De plus en plus d’Américains en ont assez et «cherchent refuge» au Canada depuis le début de 2026. En raison de l’incertitude actuelle aux États-Unis, un nombre croissant de résidents du pays de l’Oncle Sam envisageraient d’acheter une propriété au nord de la frontière.
C’est du moins ce que constate Royal LePage. Dans un rapport publié mercredi, l’entreprise immobilière dit avoir enregistré «des pics de plus en plus marqués» de visiteurs provenant des États-Unis lors du premier semestre de 2026. Les visites augmentent lors de périodes «de grande incertitude économique et géopolitique», écrit la firme immobilière.
On a d’ailleurs constaté un record de visites lors de la semaine du 5 au 11 avril. «Cette tendance à la hausse coïncide avec l’intensification des tensions géopolitiques liées au conflit avec l’Iran», indique-t-on.
Des événements qui ont un impact
Le 7 avril 2026, le président américain Donald Trump avait notamment donné un ultimatum à l’Iran, promettant de détruire le pays si la République islamique ne procédait pas à la réouverture du détroit d’Ormuz.
«Au cours de cette semaine, le trafic en provenance des États-Unis vers royallepage.ca a bondi de 125% par rapport à la semaine précédente, soit une augmentation de 233% par rapport à la même période en 2025», souligne Royal LePage.
On mentionne que la hausse record du trafic en provenance des États-Unis a commencé à compter de la semaine du 11 janvier, à la suite du décès de Renée Good, cette dame du Minnesota abattue par un agent de la police de l’immigration américaine (ICE).
«Au cours de cette période, le trafic vers royallepage.ca a augmenté de 78 % par rapport à la semaine précédente et de 65 % par rapport à la même période de l’année précédente.»
Et lors de la semaine du 26 avril 2026, on a rapporté une hausse du trafic de 542% par rapport à l’année précédente.
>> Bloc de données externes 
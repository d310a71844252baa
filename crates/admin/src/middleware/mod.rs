//! HTTP middleware stack.
//!
//! # Middleware Order (bottom to top in Router)
//!
//! 1. Sentry layer (capture errors)
//! 2. `TraceLayer` (request tracing)
//! 3. Request ID (add unique ID to each request)
//! 4. Session layer (tower-sessions, in-memory store)
//! 5. Security headers
//!
//! Authentication is enforced per route by the extractors in [`auth`].

pub mod auth;
pub mod request_id;
pub mod security_headers;
pub mod session;

pub use auth::{
    AuthRejection, Authenticated, GuestOnly, RequireAdmin, RequireAuth, RequireClinician,
    RequireStaff,
};
pub use request_id::request_id_middleware;
pub use security_headers::security_headers_middleware;
pub use session::create_session_layer;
Au même moment, la Cour d’appel venait de suspendre l’accès à la pilule abortive mifépristone par voie postale pour l’ensemble des États-Unis.
«Les pics de trafic en provenance des États-Unis vers le site royallepage.ca ont déjà coïncidé avec des événements politiques majeurs aux États-Unis, et ce depuis le début du premier mandat de Trump en 2017», rappelle l’entreprise immobilière par voie de communiqué.
En 2024, l’entreprise avait également rapporté que le trafic avait bondi à la suite du premier débat présidentiel entre le président sortant Joe Biden et le candidat républicain présumé Donald Trump, «puis à nouveau immédiatement après la réélection de Trump plus tard dans l’année».
Phil Soper, président et chef de la direction de Royal LePage mentionne que ces données parlent beaucoup.
«Dans des périodes comme celles-ci, on constate souvent que les Américains envisagent à nouveau de s’installer au Canada afin de prendre leurs distances par rapport aux turbulences qui agitent la politique et la vie publique américaines», a déclaré M. Soper. «Nous avons observé des tendances similaires à l’approche de l’élection présidentielle de 2024, puis à nouveau au lendemain de celle-ci.»
Noovo Info a d’ailleurs rencontré une Américaine vivant au Québec depuis 2019.
«Les choses se sont empirées dans le pays, c’est aussi pourquoi j’ai décidé de venir ici», a confié Brielle Dos Santos.
Elle tente par ailleurs de convaincre sa famille de la rejoindre.

Plus facile d’obtenir la citoyenneté canadienne
Et depuis l’entrée en vigueur de la nouvelle loi le 15 décembre 2025, les avocats spécialisés en droit de l’immigration aux États-Unis et au Canada affirment être submergés par les clients qui sollicitent leur aide pour déposer des demandes de preuve de citoyenneté.
«À l’instar des citoyens britanniques qui ont cherché à obtenir un passeport irlandais lors du Brexit, des milliers d’Américains ayant des liens familiaux au Canada envisagent de plus en plus la double nationalité comme une forme de planification d’urgence à long terme face à l’incertitude politique et économique croissante aux États-Unis», conclut Royal LePage.